The lower errors in official NHC track forecasts in 2024 mean that the forecast “cones” in 2025 will be slightly smaller than before (up to 6% in the Atlantic). The cone width at any forecast time is based on average error over the prior five years – so whether a storm is well-behaved or tough to predict, the cone width will be the same for all storms in a given year, as it reflects the average historical error rather than the uncertainty specific to a given hurricane.
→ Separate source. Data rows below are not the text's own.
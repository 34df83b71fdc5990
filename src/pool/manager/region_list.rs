/*!
 * Region List
 * Address-ordered doubly-linked region nodes in a growable slot store
 */

use crate::core::limits::{EXPAND_FACTOR, FILL_FACTOR, NODE_STORE_INIT_CAPACITY};
use crate::core::types::{Offset, Size};

/// Stable identifier of a node slot
///
/// All neighbor links and gap-index references are slot indices, never
/// pointers, so growing the store can't invalidate them.
pub(crate) type NodeIndex = usize;

/// One contiguous sub-range of a pool, allocated or free
#[derive(Debug, Clone)]
pub(crate) struct RegionNode {
    pub(crate) base: Offset,
    pub(crate) size: Size,
    pub(crate) allocated: bool,
    pub(crate) live: bool,
    pub(crate) next: Option<NodeIndex>,
    pub(crate) prev: Option<NodeIndex>,
}

impl RegionNode {
    /// A recyclable slot; base and size carry no meaning while `live` is false
    fn vacant() -> Self {
        Self {
            base: 0,
            size: 0,
            allocated: false,
            live: false,
            next: None,
            prev: None,
        }
    }
}

/// The region list: live nodes cover the pool exactly once in address order
pub(crate) struct RegionList {
    nodes: Vec<RegionNode>,
    head: NodeIndex,
    used_nodes: usize,
}

impl RegionList {
    /// Create the list as a single free region covering the whole pool
    pub(crate) fn new(pool_size: Size) -> Self {
        let mut nodes = vec![RegionNode::vacant(); NODE_STORE_INIT_CAPACITY];
        nodes[0] = RegionNode {
            base: 0,
            size: pool_size,
            allocated: false,
            live: true,
            next: None,
            prev: None,
        };
        Self {
            nodes,
            head: 0,
            used_nodes: 1,
        }
    }

    pub(crate) fn head(&self) -> NodeIndex {
        self.head
    }

    pub(crate) fn used_nodes(&self) -> usize {
        self.used_nodes
    }

    pub(crate) fn capacity(&self) -> usize {
        self.nodes.len()
    }

    pub(crate) fn node(&self, idx: NodeIndex) -> &RegionNode {
        &self.nodes[idx]
    }

    pub(crate) fn node_mut(&mut self, idx: NodeIndex) -> &mut RegionNode {
        &mut self.nodes[idx]
    }

    /// Traverse live nodes in address order
    pub(crate) fn iter(&self) -> RegionIter<'_> {
        RegionIter {
            list: self,
            cur: Some(self.head),
        }
    }

    /// First free node (in address order) large enough for the request
    pub(crate) fn first_fit(&self, size: Size) -> Option<NodeIndex> {
        let mut cur = Some(self.head);
        while let Some(idx) = cur {
            let node = &self.nodes[idx];
            if !node.allocated && node.size >= size {
                return Some(idx);
            }
            cur = node.next;
        }
        None
    }

    /// Locate the live allocated node based at `base`
    pub(crate) fn find_allocated(&self, base: Offset) -> Option<NodeIndex> {
        let mut cur = Some(self.head);
        while let Some(idx) = cur {
            let node = &self.nodes[idx];
            if node.allocated && node.base == base {
                return Some(idx);
            }
            cur = node.next;
        }
        None
    }

    /// Locate the live allocated node containing `offset..offset + len`
    pub(crate) fn find_containing(&self, offset: Offset, len: Size) -> Option<NodeIndex> {
        let end = offset.checked_add(len)?;
        let mut cur = Some(self.head);
        while let Some(idx) = cur {
            let node = &self.nodes[idx];
            if node.allocated && offset >= node.base && end <= node.base + node.size {
                return Some(idx);
            }
            cur = node.next;
        }
        None
    }

    /// Splice a new free node of `size` at `base` immediately after `idx`
    ///
    /// The slot store grows first if the load factor is exceeded, so the
    /// claimed slot is always distinct from every live one.
    pub(crate) fn split_after(&mut self, idx: NodeIndex, base: Offset, size: Size) -> NodeIndex {
        let slot = self.claim_slot();
        let after = self.nodes[idx].next;

        self.nodes[slot] = RegionNode {
            base,
            size,
            allocated: false,
            live: true,
            next: after,
            prev: Some(idx),
        };
        self.nodes[idx].next = Some(slot);
        if let Some(after) = after {
            self.nodes[after].prev = Some(slot);
        }

        self.used_nodes += 1;
        slot
    }

    /// Remove `idx` from the list and mark its slot recyclable
    pub(crate) fn unlink(&mut self, idx: NodeIndex) {
        let (prev, next) = (self.nodes[idx].prev, self.nodes[idx].next);

        match prev {
            Some(prev) => self.nodes[prev].next = next,
            // Unlinking the head only happens while a neighbor survives
            None => {
                debug_assert!(next.is_some());
                if let Some(next) = next {
                    self.head = next;
                }
            }
        }
        if let Some(next) = next {
            self.nodes[next].prev = prev;
        }

        self.nodes[idx] = RegionNode::vacant();
        self.used_nodes -= 1;
    }

    /// Claim a vacant slot, growing the store when the load factor is exceeded
    fn claim_slot(&mut self) -> NodeIndex {
        if self.used_nodes as f64 / self.capacity() as f64 > FILL_FACTOR {
            self.grow();
        }
        match self.nodes.iter().position(|n| !n.live) {
            Some(slot) => slot,
            None => {
                // Fill factor below 1.0 makes this unreachable; grow anyway
                let slot = self.nodes.len();
                self.grow();
                slot
            }
        }
    }

    fn grow(&mut self) {
        let new_capacity = self.capacity() * EXPAND_FACTOR;
        self.nodes.resize(new_capacity, RegionNode::vacant());
    }
}

/// Iterator over live nodes in forward-link order
pub(crate) struct RegionIter<'a> {
    list: &'a RegionList,
    cur: Option<NodeIndex>,
}

impl<'a> Iterator for RegionIter<'a> {
    type Item = (NodeIndex, &'a RegionNode);

    fn next(&mut self) -> Option<Self::Item> {
        let idx = self.cur?;
        let node = self.list.node(idx);
        self.cur = node.next;
        Some((idx, node))
    }
}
Also, the widths are calibrated so that on average they will capture about two-thirds of hurricane positions, meaning that the observed track positions can be expected to stray outside the cone about a third of the time. (The two-thirds value is intended to strike a balance between over- and under-warning.) And of course, impacts often extend well away from where the center tracks.
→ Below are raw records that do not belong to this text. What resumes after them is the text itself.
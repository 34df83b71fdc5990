/*!
 * Allocation Test
 * Allocate path: placement, splitting, exhaustion, handle validity
 */

use region_pool::{PoolAllocator, PoolError, PoolManager, Policy};

#[test]
fn test_allocate_then_free_restores_pool() {
    let mut pool = PoolManager::open(1000, Policy::BestFit).expect("Failed to open pool");

    let a = pool.allocate(100).expect("Failed to allocate A");
    let b = pool.allocate(200).expect("Failed to allocate B");
    assert_eq!(a.offset(), 0);
    assert_eq!(b.offset(), 100);

    pool.free(&a).expect("Failed to free A");
    pool.free(&b).expect("Failed to free B");

    let stats = pool.stats();
    assert_eq!(stats.num_allocs, 0);
    assert_eq!(stats.num_gaps, 1);
    assert_eq!(stats.alloc_size, 0);

    let segments = pool.inspect();
    assert_eq!(segments.len(), 1);
    assert_eq!(segments[0].size, 1000);
    assert!(!segments[0].allocated);
}

#[test]
fn test_whole_pool_allocation() {
    let mut pool = PoolManager::open(1000, Policy::BestFit).expect("Failed to open pool");

    let all = pool.allocate(1000).expect("Failed to allocate whole pool");
    assert_eq!(all.offset(), 0);
    assert_eq!(all.size(), 1000);
    assert_eq!(pool.num_gaps(), 0);

    // Any further request must fail with no gap available
    assert_eq!(
        pool.allocate(1),
        Err(PoolError::NoGap {
            requested: 1,
            largest: 0
        })
    );

    pool.free(&all).expect("Failed to free whole pool");
    assert!(pool.is_pristine());
}

#[test]
fn test_exact_fit_leaves_no_zero_gap() {
    let mut pool = PoolManager::open(100, Policy::BestFit).expect("Failed to open pool");

    let a = pool.allocate(50).expect("Failed to allocate first half");
    assert!(pool.allocate(60).is_err(), "60 bytes can't fit in 50");

    let b = pool.allocate(50).expect("Failed to allocate second half");
    assert_eq!(b.offset(), 50);
    assert_eq!(pool.num_gaps(), 0);
    assert_eq!(pool.used_nodes(), 2);

    assert!(pool.allocate(1).is_err());

    pool.free(&a).expect("Failed to free A");
    pool.free(&b).expect("Failed to free B");
    assert!(pool.is_pristine());
}

#[test]
fn test_zero_size_request_refused() {
    let mut pool = PoolManager::open(100, Policy::FirstFit).expect("Failed to open pool");
    assert!(matches!(
        pool.allocate(0),
        Err(PoolError::NoGap { requested: 0, .. })
    ));
}

#[test]
fn test_failed_allocate_leaves_pool_unchanged() {
    let mut pool = PoolManager::open(300, Policy::BestFit).expect("Failed to open pool");
    let _a = pool.allocate(100).expect("Failed to allocate");

    let before_stats = pool.stats();
    let before_segments = pool.inspect();

    assert_eq!(
        pool.allocate(500),
        Err(PoolError::NoGap {
            requested: 500,
            largest: 200
        })
    );

    assert_eq!(pool.stats(), before_stats);
    assert_eq!(pool.inspect(), before_segments);
}

#[test]
fn test_double_free_refused() {
    let mut pool = PoolManager::open(1000, Policy::FirstFit).expect("Failed to open pool");
    let a = pool.allocate(100).expect("Failed to allocate");

    pool.free(&a).expect("Failed to free");
    let before = pool.inspect();

    // The handle is stale now; a second free must refuse and change nothing
    assert!(matches!(pool.free(&a), Err(PoolError::NotFreed(_))));
    assert_eq!(pool.inspect(), before);
}

#[test]
fn test_handle_validity_tracking() {
    let mut pool = PoolManager::open(1000, Policy::BestFit).expect("Failed to open pool");
    let a = pool.allocate(128).expect("Failed to allocate");

    assert!(pool.is_valid(a.offset()));
    assert_eq!(pool.allocation_size(a.offset()), Some(128));
    assert!(!pool.is_valid(64), "interior offset is not an allocation base");

    pool.free(&a).expect("Failed to free");
    assert!(!pool.is_valid(a.offset()));
    assert_eq!(pool.allocation_size(a.offset()), None);
}

#[test]
fn test_node_store_grows_under_many_allocations() {
    let mut pool = PoolManager::open(1000, Policy::FirstFit).expect("Failed to open pool");

    // 100 single-byte allocations force the node store past its initial
    // capacity; stable indices must keep every link valid across growth
    let allocs: Vec<_> = (0..100)
        .map(|i| {
            pool.allocate(1)
                .unwrap_or_else(|_| panic!("Failed allocation {}", i))
        })
        .collect();

    assert_eq!(pool.num_allocs(), 100);
    assert_eq!(pool.used_nodes(), 101);
    assert_eq!(pool.alloc_size(), 100);

    for (i, alloc) in allocs.iter().enumerate() {
        pool.free(alloc)
            .unwrap_or_else(|_| panic!("Failed to free allocation {}", i));
    }

    assert!(pool.is_pristine());
    assert_eq!(pool.inspect().len(), 1);
}

#[test]
fn test_allocator_trait_surface() {
    // Drive the pool through the trait seam alone
    fn exhaust<A: PoolAllocator>(pool: &mut A, chunk: usize) -> usize {
        let mut count = 0;
        while pool.allocate(chunk).is_ok() {
            count += 1;
        }
        count
    }

    let mut pool = PoolManager::open(256, Policy::FirstFit).expect("Failed to open pool");
    assert_eq!(exhaust(&mut pool, 64), 4);
    assert_eq!(pool.num_gaps(), 0);
}

#[test]
fn test_allocate_reuses_freed_space() {
    let mut pool = PoolManager::open(1000, Policy::BestFit).expect("Failed to open pool");

    let a = pool.allocate(100).expect("Failed to allocate A");
    let _b = pool.allocate(200).expect("Failed to allocate B");

    pool.free(&a).expect("Failed to free A");

    // Best-fit prefers the 100-byte gap at offset 0 over the 700-byte tail
    let c = pool.allocate(100).expect("Failed to allocate C");
    assert_eq!(c.offset(), 0);
}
Hurricane Beryl from 2024 is a good example of why the cone should be taken as guidance rather than gospel. In the 48 hours before some of Beryl’s strongest winds smashed into central Houston as the center passed just to the west on the morning of July 8, the city core was consistently near the right-hand edge of the cone and briefly outside the right edge.
New on the scene: the HAFS model
For the 2024 season, NHC brought two variants of the new Hurricane Analysis and Forecast System (HAFS) model into the fold of its model guidance. HAFS, which became fully operational on June 27, 2024, is now the preferred option within the National Weather Service for high-resolution track and intensity forecasts, similar to the guidance long provided by HMON and HWRF. (These two models are still being run this season, but in “legacy” mode, so the underlying code will no longer be updated.) Three years of testing (2020-2022) showed improvements of up to 10% in both track and intensity for HAFS versus HWRF.
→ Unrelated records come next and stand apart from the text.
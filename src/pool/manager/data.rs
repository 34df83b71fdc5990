/*!
 * Pool Data Access
 * Read/write operations against the backing buffer
 */

use super::PoolManager;
use crate::core::types::{Offset, Size};
use crate::pool::types::{PoolError, PoolResult};
use log::info;

impl PoolManager {
    /// Write bytes into a live allocation
    ///
    /// The whole range `offset..offset + data.len()` must fall inside one
    /// live allocation; a stale handle or out-of-range write is refused.
    pub fn write(&mut self, offset: Offset, data: &[u8]) -> PoolResult<()> {
        let owner = self
            .regions
            .find_containing(offset, data.len())
            .ok_or(PoolError::InvalidAccess {
                offset,
                len: data.len(),
            })?;

        self.buffer[offset..offset + data.len()].copy_from_slice(data);

        info!(
            "Wrote {} bytes at offset {} (allocation at offset {})",
            data.len(),
            offset,
            self.regions.node(owner).base
        );
        Ok(())
    }

    /// Read bytes from a live allocation
    pub fn read(&self, offset: Offset, size: Size) -> PoolResult<Vec<u8>> {
        self.regions
            .find_containing(offset, size)
            .ok_or(PoolError::InvalidAccess { offset, len: size })?;

        Ok(self.buffer[offset..offset + size].to_vec())
    }
}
HAFS is the hurricane-oriented element of the NWS Unified Modeling System, which uses a common dynamical core that’s designed to help streamline the agency’s key modeling efforts. Also part of this unified system is the current GFS model, which will provide input to the higher-resolution HAFS.
Two versions of HAFS are being run, both out to 126 hours and with maximum resolutions of 2 km in and around tropical cyclones:
- HAFS-A (for all global oceanic basins)
- HAFS-B (only for those basins monitored by NHC, including the North Atlantic and the Eastern and Central Pacific)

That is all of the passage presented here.